Scott D. Hanford, Oranuj Janrathitikarn, Lyle Norman Long

Research output: Contribution to journalArticle

16 Citations (Scopus)

Abstract

This paper describes the development of a system that uses computational psychology (the Soar cognitive architecture) for the control of unmanned vehicles. A multithreaded software system written using Java and integrated with the Soar cognitive architecture has been implemented on two types of mobile robots. Soar can be used as a general purpose robotic intelligence system and can handle a wide variety of sensor inputs and motor-control out-puts.
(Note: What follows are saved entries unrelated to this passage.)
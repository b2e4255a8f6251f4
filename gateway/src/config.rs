use hyper::header::HeaderName;
use resolver::StoreKind;
use resolver::config::{DatasourceSettings, MetadataConfig, RegistryConfig, SettingsError};
use serde::Deserialize;
use thiserror::Error;

#[derive(Error, Debug, PartialEq)]
pub enum ValidationError {
    #[error("Port cannot be 0")]
    InvalidPort,

    #[error("Main and admin listeners are both bound to {0}")]
    DuplicateListener(String),

    #[error("Invalid tenant header name: {0:?}")]
    InvalidTenantHeader(String),

    #[error("Invalid default {kind} datasource: {source}")]
    InvalidStore {
        kind: StoreKind,
        source: SettingsError,
    },

    #[error("max_tenants must be at least 1")]
    ZeroMaxTenants,

    #[error("Metadata url cannot be used as a base url: {0}")]
    InvalidMetadataUrl(String),
}

/// Gateway configuration
#[derive(Clone, Debug, Deserialize, PartialEq)]
pub struct Config {
    /// Listener serving tenant traffic
    pub listener: Listener,
    /// Listener for health, readiness and pool administration
    pub admin_listener: Listener,
    /// Request header carrying the tenant id
    #[serde(default = "default_tenant_header")]
    pub tenant_header: String,
    /// Resolve the tenant's pools before the request reaches the handler, so
    /// resolution failures are reported up front
    #[serde(default = "default_eager_resolve")]
    pub eager_resolve: bool,
    pub metadata: MetadataConfig,
    #[serde(default)]
    pub registry: RegistryConfig,
    pub stores: StoresConfig,
}

fn default_tenant_header() -> String {
    "org-id".to_string()
}

fn default_eager_resolve() -> bool {
    true
}

impl Config {
    /// Validates the gateway configuration
    pub fn validate(&self) -> Result<(), ValidationError> {
        self.listener.validate()?;
        self.admin_listener.validate()?;

        if self.listener == self.admin_listener {
            return Err(ValidationError::DuplicateListener(format!(
                "{}:{}",
                self.listener.host, self.listener.port
            )));
        }

        self.tenant_header_name()?;

        if self.metadata.url.cannot_be_a_base() {
            return Err(ValidationError::InvalidMetadataUrl(
                self.metadata.url.to_string(),
            ));
        }

        if self.registry.max_tenants == 0 {
            return Err(ValidationError::ZeroMaxTenants);
        }

        self.stores.validate()
    }

    pub fn tenant_header_name(&self) -> Result<HeaderName, ValidationError> {
        HeaderName::from_bytes(self.tenant_header.trim().as_bytes())
            .map_err(|_| ValidationError::InvalidTenantHeader(self.tenant_header.clone()))
    }
}

/// Network listener configuration
#[derive(Clone, Debug, Deserialize, PartialEq)]
pub struct Listener {
    /// Host address to bind to (e.g., "0.0.0.0" or "127.0.0.1")
    pub host: String,
    /// Port number to listen on
    pub port: u16,
}

impl Listener {
    pub fn validate(&self) -> Result<(), ValidationError> {
        if self.port == 0 {
            return Err(ValidationError::InvalidPort);
        }
        Ok(())
    }
}

#[derive(Clone, Debug, Deserialize, PartialEq)]
pub struct StoresConfig {
    pub relational: StoreConfig,
    /// Tenants only get document pools when this is configured.
    pub document: Option<StoreConfig>,
}

impl StoresConfig {
    fn validate(&self) -> Result<(), ValidationError> {
        self.relational.validate(StoreKind::Relational)?;
        if let Some(document) = &self.document {
            document.validate(StoreKind::Document)?;
        }
        Ok(())
    }
}

#[derive(Clone, Debug, Deserialize, PartialEq)]
pub struct StoreConfig {
    /// Connection settings of the pool serving requests without a tenant
    pub default: DatasourceSettings,
}

impl StoreConfig {
    fn validate(&self, kind: StoreKind) -> Result<(), ValidationError> {
        self.default
            .validate()
            .map_err(|source| ValidationError::InvalidStore { kind, source })
    }
}

#[cfg(test)]
mod tests {
    use super::*;
    use std::time::Duration;

    const CONFIG: &str = r#"
        listener:
            host: 0.0.0.0
            port: 3000
        admin_listener:
            host: 127.0.0.1
            port: 3001
        metadata:
            url: http://config-service.internal/
            timeout_ms: 1500
        registry:
            max_tenants: 50
        stores:
            relational:
                default:
                    uri: postgres://db.internal:5432/platform
                    principal: platform
                    secret: hunter2
                    namespace: public
                    max_pool_size: 20
            document:
                default:
                    uri: postgres://docs.internal:5432/platform
                    namespace: documents
    "#;

    fn config() -> Config {
        serde_yaml::from_str(CONFIG).unwrap()
    }

    #[test]
    fn test_parse_config() {
        let config = config();
        assert!(config.validate().is_ok());

        assert_eq!(config.listener.port, 3000);
        assert_eq!(config.tenant_header, "org-id");
        assert!(config.eager_resolve);
        assert_eq!(config.metadata.timeout(), Duration::from_millis(1500));
        assert_eq!(config.metadata.cache_ttl(), Duration::from_secs(300));
        assert_eq!(config.registry.max_tenants, 50);
        assert_eq!(config.registry.drain_timeout_secs, 30);
        assert_eq!(config.stores.relational.default.max_pool_size, 20);
        assert_eq!(
            config.stores.document.as_ref().unwrap().default.namespace,
            "documents"
        );
        assert_eq!(config.tenant_header_name().unwrap(), "org-id");
    }

    #[test]
    fn test_document_store_is_optional() {
        let yaml = CONFIG.split("            document:").next().unwrap();
        let config: Config = serde_yaml::from_str(yaml).unwrap();
        assert!(config.stores.document.is_none());
        assert!(config.validate().is_ok());
    }

    #[test]
    fn test_validation() {
        let mut c = config();
        c.admin_listener.port = 0;
        assert_eq!(c.validate(), Err(ValidationError::InvalidPort));

        let mut c = config();
        c.admin_listener = c.listener.clone();
        assert_eq!(
            c.validate(),
            Err(ValidationError::DuplicateListener("0.0.0.0:3000".into()))
        );

        let mut c = config();
        c.tenant_header = "".into();
        assert!(matches!(
            c.validate(),
            Err(ValidationError::InvalidTenantHeader(_))
        ));

        let mut c = config();
        c.tenant_header = "org id".into();
        assert!(matches!(
            c.validate(),
            Err(ValidationError::InvalidTenantHeader(_))
        ));

        let mut c = config();
        c.registry.max_tenants = 0;
        assert_eq!(c.validate(), Err(ValidationError::ZeroMaxTenants));

        let mut c = config();
        c.metadata.url = url::Url::parse("mailto:ops@example.com").unwrap();
        assert!(matches!(
            c.validate(),
            Err(ValidationError::InvalidMetadataUrl(_))
        ));

        let mut c = config();
        c.stores.relational.default.max_pool_size = 0;
        assert_eq!(
            c.validate(),
            Err(ValidationError::InvalidStore {
                kind: StoreKind::Relational,
                source: SettingsError::ZeroMaxPoolSize
            })
        );

        let mut c = config();
        c.stores.document.as_mut().unwrap().default.min_pool_size = 50;
        assert_eq!(
            c.validate(),
            Err(ValidationError::InvalidStore {
                kind: StoreKind::Document,
                source: SettingsError::MinExceedsMax { min: 50, max: 10 }
            })
        );
    }
}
The use of existing computational psychology methods (such as Soar) may be a more efficient approach to developing robotic software, rather than developing new software for every new unmanned vehicle application. Results from the application of this software system (named the cognitive robotic system, or CRS) to a practical unmanned ground vehicle mission, navigating to a target GPS location while avoiding obstacles, are described. The CRS has been designed so that its capabilities can be expanded in the future through the inclusion of additional sensors and motors, additional software systems, and more sophisticated Soar agents.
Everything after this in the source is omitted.